TO DO → The lines from the start of the records below through the line containing "pub const GRID_SCROLLABLE_ID: &str" are to be copied exactly, both ends included, with nothing added.

Saved entries
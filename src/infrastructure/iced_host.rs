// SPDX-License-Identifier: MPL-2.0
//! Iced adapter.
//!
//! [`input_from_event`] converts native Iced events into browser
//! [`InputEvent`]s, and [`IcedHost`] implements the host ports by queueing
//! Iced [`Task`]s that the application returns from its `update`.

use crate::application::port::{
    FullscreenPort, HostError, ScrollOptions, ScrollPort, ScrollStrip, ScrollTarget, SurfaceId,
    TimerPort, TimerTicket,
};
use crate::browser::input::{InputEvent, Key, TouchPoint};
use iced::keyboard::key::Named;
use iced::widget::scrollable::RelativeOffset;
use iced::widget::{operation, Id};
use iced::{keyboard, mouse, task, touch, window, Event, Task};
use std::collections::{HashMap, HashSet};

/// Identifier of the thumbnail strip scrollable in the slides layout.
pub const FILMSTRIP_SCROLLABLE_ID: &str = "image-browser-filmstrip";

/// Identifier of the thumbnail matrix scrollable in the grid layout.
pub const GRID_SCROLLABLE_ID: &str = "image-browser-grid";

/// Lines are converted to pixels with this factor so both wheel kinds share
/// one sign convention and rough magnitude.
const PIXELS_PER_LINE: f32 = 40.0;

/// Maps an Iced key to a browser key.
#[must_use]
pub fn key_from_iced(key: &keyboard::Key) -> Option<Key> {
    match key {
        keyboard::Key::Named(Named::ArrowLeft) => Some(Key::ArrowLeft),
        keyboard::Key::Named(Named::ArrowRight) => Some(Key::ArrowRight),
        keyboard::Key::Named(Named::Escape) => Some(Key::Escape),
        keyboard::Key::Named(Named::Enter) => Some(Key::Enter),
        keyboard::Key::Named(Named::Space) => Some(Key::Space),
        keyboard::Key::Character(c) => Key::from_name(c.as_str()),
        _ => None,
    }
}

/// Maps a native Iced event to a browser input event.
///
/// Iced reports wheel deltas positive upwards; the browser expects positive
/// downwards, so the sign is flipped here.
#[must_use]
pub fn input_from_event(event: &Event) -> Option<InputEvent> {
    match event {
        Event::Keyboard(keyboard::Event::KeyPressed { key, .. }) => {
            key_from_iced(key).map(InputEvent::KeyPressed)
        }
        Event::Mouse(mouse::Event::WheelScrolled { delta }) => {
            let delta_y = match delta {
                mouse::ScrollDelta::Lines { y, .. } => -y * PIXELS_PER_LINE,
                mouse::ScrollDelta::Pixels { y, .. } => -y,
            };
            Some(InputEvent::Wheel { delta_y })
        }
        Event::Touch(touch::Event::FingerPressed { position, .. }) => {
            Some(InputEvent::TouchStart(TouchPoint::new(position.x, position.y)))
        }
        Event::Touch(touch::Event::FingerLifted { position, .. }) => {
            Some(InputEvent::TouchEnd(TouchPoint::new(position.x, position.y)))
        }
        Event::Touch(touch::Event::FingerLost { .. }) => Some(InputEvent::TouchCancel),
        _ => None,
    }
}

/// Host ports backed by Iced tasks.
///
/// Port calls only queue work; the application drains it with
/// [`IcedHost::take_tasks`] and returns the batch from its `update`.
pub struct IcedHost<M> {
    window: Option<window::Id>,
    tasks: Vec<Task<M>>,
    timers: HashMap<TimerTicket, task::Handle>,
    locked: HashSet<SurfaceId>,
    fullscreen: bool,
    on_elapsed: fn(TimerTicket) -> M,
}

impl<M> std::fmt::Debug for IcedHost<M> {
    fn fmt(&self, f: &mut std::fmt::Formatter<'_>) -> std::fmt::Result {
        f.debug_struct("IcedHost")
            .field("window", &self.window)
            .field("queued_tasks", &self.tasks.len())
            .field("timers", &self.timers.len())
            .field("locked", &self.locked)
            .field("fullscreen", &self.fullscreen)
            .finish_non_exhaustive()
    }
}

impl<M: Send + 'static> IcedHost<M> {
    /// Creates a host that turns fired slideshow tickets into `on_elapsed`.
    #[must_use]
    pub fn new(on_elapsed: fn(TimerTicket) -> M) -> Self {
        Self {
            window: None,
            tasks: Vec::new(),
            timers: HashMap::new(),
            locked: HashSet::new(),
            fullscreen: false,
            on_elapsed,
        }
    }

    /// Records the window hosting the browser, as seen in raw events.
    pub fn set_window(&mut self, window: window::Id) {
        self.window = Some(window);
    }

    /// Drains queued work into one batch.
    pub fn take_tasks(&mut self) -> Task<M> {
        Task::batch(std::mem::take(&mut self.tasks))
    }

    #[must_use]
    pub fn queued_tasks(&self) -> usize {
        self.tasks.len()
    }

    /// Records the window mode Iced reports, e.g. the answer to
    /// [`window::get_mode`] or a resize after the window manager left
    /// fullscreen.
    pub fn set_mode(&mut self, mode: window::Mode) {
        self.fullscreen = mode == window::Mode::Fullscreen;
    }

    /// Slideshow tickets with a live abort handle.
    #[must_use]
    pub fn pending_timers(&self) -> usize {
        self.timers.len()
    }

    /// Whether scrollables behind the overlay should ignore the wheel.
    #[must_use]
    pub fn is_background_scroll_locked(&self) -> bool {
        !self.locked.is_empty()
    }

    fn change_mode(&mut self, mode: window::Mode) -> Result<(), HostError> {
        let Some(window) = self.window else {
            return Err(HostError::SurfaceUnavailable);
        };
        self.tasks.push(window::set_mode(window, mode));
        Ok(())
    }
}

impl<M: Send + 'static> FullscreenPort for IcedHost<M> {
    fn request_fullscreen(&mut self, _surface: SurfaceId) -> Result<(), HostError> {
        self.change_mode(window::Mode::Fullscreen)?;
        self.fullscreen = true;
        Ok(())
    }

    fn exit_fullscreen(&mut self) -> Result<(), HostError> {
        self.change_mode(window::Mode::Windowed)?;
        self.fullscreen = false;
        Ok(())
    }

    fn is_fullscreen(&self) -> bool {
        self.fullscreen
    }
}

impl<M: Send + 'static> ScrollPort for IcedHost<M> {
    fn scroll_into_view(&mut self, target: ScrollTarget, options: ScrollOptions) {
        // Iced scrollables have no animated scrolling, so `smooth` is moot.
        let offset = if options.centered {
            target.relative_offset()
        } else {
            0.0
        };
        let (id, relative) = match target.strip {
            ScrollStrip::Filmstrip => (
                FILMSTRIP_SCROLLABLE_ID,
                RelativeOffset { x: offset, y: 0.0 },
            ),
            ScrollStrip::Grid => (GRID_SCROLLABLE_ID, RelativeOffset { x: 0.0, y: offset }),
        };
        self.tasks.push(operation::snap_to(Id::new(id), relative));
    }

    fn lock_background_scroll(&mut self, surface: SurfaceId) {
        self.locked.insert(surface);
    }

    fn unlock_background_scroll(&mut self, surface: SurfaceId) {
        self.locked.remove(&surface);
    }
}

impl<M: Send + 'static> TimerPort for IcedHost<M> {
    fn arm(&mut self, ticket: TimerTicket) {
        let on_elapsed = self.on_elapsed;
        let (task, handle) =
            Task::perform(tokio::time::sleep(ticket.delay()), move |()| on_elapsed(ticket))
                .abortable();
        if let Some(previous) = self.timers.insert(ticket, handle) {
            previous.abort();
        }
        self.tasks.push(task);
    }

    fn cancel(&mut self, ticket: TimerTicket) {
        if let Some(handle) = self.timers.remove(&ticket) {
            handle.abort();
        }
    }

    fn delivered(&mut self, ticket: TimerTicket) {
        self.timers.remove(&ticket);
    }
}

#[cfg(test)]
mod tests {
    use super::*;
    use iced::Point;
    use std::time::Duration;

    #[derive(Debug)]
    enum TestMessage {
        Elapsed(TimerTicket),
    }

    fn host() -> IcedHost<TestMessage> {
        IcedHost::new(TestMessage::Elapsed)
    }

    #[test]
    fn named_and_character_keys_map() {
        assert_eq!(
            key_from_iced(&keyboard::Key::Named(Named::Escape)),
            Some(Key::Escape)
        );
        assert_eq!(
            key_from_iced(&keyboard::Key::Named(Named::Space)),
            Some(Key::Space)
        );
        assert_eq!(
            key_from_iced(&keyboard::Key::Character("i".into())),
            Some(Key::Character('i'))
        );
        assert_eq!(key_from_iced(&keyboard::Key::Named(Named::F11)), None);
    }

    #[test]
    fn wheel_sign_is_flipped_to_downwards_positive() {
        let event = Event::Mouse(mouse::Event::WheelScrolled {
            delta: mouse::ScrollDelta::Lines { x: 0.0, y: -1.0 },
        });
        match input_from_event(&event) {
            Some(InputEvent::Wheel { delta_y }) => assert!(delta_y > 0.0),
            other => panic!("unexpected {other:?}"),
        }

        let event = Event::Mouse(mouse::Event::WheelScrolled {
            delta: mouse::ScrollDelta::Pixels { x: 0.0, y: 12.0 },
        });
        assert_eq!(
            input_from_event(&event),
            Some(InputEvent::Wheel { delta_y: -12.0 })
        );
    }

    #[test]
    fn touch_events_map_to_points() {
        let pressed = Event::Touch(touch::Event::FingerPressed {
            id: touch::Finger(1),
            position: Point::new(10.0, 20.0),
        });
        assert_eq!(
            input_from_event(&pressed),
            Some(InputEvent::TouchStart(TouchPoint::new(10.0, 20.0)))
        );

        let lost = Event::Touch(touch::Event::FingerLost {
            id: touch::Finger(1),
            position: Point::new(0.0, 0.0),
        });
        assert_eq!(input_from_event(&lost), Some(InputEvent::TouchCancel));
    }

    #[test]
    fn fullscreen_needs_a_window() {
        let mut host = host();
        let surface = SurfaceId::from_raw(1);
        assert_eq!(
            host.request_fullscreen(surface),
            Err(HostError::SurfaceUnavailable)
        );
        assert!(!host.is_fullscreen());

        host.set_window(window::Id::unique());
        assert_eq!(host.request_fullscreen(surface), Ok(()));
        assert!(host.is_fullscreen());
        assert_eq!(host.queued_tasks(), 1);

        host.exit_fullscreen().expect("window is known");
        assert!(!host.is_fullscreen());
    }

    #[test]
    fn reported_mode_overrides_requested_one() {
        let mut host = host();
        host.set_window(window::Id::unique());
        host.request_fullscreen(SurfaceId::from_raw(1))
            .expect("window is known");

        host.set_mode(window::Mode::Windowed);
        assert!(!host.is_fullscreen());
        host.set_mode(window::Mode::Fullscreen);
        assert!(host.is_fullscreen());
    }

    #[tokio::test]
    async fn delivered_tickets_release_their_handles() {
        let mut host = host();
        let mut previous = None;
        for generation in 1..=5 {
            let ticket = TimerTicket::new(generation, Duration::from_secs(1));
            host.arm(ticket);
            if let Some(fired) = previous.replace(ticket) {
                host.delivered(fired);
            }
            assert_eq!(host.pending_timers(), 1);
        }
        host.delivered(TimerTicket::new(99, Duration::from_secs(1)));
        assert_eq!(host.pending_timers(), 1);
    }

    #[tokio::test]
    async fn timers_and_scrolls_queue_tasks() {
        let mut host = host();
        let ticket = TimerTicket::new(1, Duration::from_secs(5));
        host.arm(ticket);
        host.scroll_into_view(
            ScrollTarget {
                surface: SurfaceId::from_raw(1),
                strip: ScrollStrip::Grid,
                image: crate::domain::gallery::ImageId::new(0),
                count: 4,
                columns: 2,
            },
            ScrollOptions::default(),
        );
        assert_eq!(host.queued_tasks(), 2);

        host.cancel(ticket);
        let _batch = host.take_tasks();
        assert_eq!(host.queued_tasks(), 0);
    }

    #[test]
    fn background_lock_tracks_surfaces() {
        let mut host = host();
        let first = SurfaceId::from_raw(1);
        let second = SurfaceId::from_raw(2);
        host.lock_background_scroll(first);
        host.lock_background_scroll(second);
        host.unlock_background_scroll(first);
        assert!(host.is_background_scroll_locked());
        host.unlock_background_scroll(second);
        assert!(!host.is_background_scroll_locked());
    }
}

TASK RESPONSE →
filename src/infrastructure/iced_host.rs
// SPDX-License-Identifier: MPL-2.0
//! Iced adapter.
//!
//! [`input_from_event`] converts native Iced events into browser
//! [`InputEvent`]s, and [`IcedHost`] implements the host ports by queueing
//! Iced [`Task`]s that the application returns from its `update`.

use crate::application::port::{
    FullscreenPort, HostError, ScrollOptions, ScrollPort, ScrollStrip, ScrollTarget, SurfaceId,
    TimerPort, TimerTicket,
};
use crate::browser::input::{InputEvent, Key, TouchPoint};
use iced::keyboard::key::Named;
use iced::widget::scrollable::RelativeOffset;
use iced::widget::{operation, Id};
use iced::{keyboard, mouse, task, touch, window, Event, Task};
use std::collections::{HashMap, HashSet};

/// Identifier of the thumbnail strip scrollable in the slides layout.
pub const FILMSTRIP_SCROLLABLE_ID: &str = "image-browser-filmstrip";

/// Identifier of the thumbnail matrix scrollable in the grid layout.
pub const GRID_SCROLLABLE_ID: &str = "image-browser-grid";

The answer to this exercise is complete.